In a future America where
intelligent, genetically modified animals are a persecuted minority, a talking
cat joins a mixed-species, underground resistance movement.

By 2135, science/technology has
solved many of humanity’s ills. The human population has leveled at a few
billion and nuclear weapons no longer exist. Still, a ruling “Triumvirate” of
corporations decides society needs a scapegoat (or scape-dog or -cat or -pig) for
any discontent. It settles on “GAB” animals, different types of domestic
critters, from mice on up, with Genetically Altered Brain heredity traits.
Medical tinkering rendered their species supersmart and even
telepathic/telekinetic. But, occupying a literal no man’s land in terms of
legal rights, GAB fauna are feared and strictly regulated, with many
free-roaming ones cruelly caught and exterminated.

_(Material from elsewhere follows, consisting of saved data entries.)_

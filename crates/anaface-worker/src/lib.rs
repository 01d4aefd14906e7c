//! Face detection worker.
//!
//! This crate provides:
//! - The worker state machine and command router actor
//! - Concurrent bring-up of the inference session and detector
//! - Translation of JSON-lines protocol input into commands
//! - Logging and metrics for command handling

pub mod config;
pub mod error;
pub mod host;
pub mod logging;
pub mod metrics;
pub mod router;
pub mod session_manager;
pub mod state;

pub use config::WorkerConfig;
pub use error::{WorkerError, WorkerResult};
pub use logging::CommandLogger;
pub use router::{spawn, Command, CommandRouter, WorkerHandle};
pub use session_manager::SessionManager;
pub use state::WorkerState;
//! Detected faces before and after coordinate mapping.

use anaface_models::{FaceRecord, RelativeBbox, KEYPOINT_COUNT};

/// A detection in square-surface pixel space.
#[derive(Debug, Clone, Copy, PartialEq)]
pub struct AbsoluteFace {
    pub score: f32,
    /// `[x1, y1, x2, y2]` in surface pixels
    pub bbox: [f32; 4],
    pub keypoints: [[f32; 2]; KEYPOINT_COUNT],
}

impl AbsoluteFace {
    pub fn width(&self) -> f32 {
        self.bbox[2] - self.bbox[0]
    }

    pub fn height(&self) -> f32 {
        self.bbox[3] - self.bbox[1]
    }

    pub fn area(&self) -> f32 {
        self.width() * self.height()
    }

    /// Intersection over union; zero when the boxes do not overlap.
    pub fn iou(&self, other: &AbsoluteFace) -> f32 {
        let x1 = self.bbox[0].max(other.bbox[0]);
        let y1 = self.bbox[1].max(other.bbox[1]);
        let x2 = self.bbox[2].min(other.bbox[2]);
        let y2 = self.bbox[3].min(other.bbox[3]);

        let inter_w = (x2 - x1).max(0.0);
        let inter_h = (y2 - y1).max(0.0);
        let intersection = inter_w * inter_h;
        if intersection <= 0.0 {
            return 0.0;
        }

        let union = self.area() + other.area() - intersection;
        if union > 0.0 {
            intersection / union
        } else {
            0.0
        }
    }
}

/// A detection in the resolution-independent coordinate system.
///
/// Immutable once built by the coordinate mapper.
#[derive(Debug, Clone, Copy, PartialEq)]
pub struct RelativeFace {
    score: f32,
    bbox: RelativeBbox,
    keypoints: [[f32; 2]; KEYPOINT_COUNT],
}

impl RelativeFace {
    pub(crate) fn new(score: f32, bbox: RelativeBbox, keypoints: [[f32; 2]; KEYPOINT_COUNT]) -> Self {
        Self {
            score,
            bbox,
            keypoints,
        }
    }

    pub fn score(&self) -> f32 {
        self.score
    }

    pub fn bbox(&self) -> RelativeBbox {
        self.bbox
    }

    /// Landmarks, still in surface pixels.
    pub fn keypoints(&self) -> &[[f32; 2]; KEYPOINT_COUNT] {
        &self.keypoints
    }
}

impl From<RelativeFace> for FaceRecord {
    fn from(face: RelativeFace) -> Self {
        let mut keypoints = [0.0f32; KEYPOINT_COUNT * 2];
        for (slot, [x, y]) in keypoints.chunks_exact_mut(2).zip(face.keypoints) {
            slot[0] = x;
            slot[1] = y;
        }
        FaceRecord {
            score: face.score,
            bbox: face.bbox,
            keypoints,
        }
    }
}

#[cfg(test)]
mod tests {
    use super::*;

    fn boxed(bbox: [f32; 4]) -> AbsoluteFace {
        AbsoluteFace {
            score: 1.0,
            bbox,
            keypoints: [[0.0; 2]; KEYPOINT_COUNT],
        }
    }

    #[test]
    fn test_iou() {
        let a = boxed([0.0, 0.0, 10.0, 10.0]);
        let b = boxed([5.0, 0.0, 15.0, 10.0]);
        // 50 / (100 + 100 - 50)
        assert!((a.iou(&b) - 1.0 / 3.0).abs() < 1e-6);
        assert_eq!(a.iou(&a), 1.0);
    }

    #[test]
    fn test_iou_disjoint_is_zero() {
        let a = boxed([0.0, 0.0, 10.0, 10.0]);
        let b = boxed([20.0, 20.0, 30.0, 30.0]);
        assert_eq!(a.iou(&b), 0.0);
        // touching edges
        let c = boxed([10.0, 0.0, 20.0, 10.0]);
        assert_eq!(a.iou(&c), 0.0);
    }

    #[test]
    fn test_record_flattens_keypoints() {
        let face = RelativeFace::new(
            0.7,
            RelativeBbox::new([0.1, 0.2, 0.3, 0.4]),
            [[1.0, 2.0], [3.0, 4.0], [5.0, 6.0], [7.0, 8.0], [9.0, 10.0]],
        );
        let record = FaceRecord::from(face);
        assert_eq!(record.score, 0.7);
        assert_eq!(record.keypoints, [1.0, 2.0, 3.0, 4.0, 5.0, 6.0, 7.0, 8.0, 9.0, 10.0]);
        assert_eq!(record.bbox.values(), [0.1, 0.2, 0.3, 0.4]);
    }
}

Fluffy, a female GAB cat on
America’s East Coast, has lived a safe, sheltered, high-rise life with her
human dad, a widowed professor. Answering psychic summonses from the animal
world, Fluffy departs for adventures that lead her to furry revolutionaries
(and their human allies), a Scrooge-like robotics tycoon high in the
Triumvirate, bounty hunters, and a clandestine, mountain-bound “Animal U” (with
distinctly New Agey overtones), where GAB beasts develop their powers and eat
vegetarian fare in love and harmony. A natural disaster provides the means by
which Fluffy and friends show their worth. This upbeat sci-fi novel by Myers (Making
It
, 2017) seems pitched to the YA demographic, despite having no juvenile
characters—unless the audience counts cat and dog years.
The prose stylings
are serviceable enough, and readers will
not find anything to threaten their rosy memories of yesteryear’s superficially
similar Rats of NIMH trilogy by Robert C. O’Brien and Jane Leslie Conly. But
there are some kindred spirits here, praising the animals as morally superior to
the Homo sapiens, with
their treacheries, drone warcraft, and global warming. The pace moves rapidly,
and the length is just about right. Maybe the biggest surprise: a corporate
minion surnamed Trump who isn’t particularly evil or outwardly symbolic of a
certain real-life, political/capitalist dynasty. 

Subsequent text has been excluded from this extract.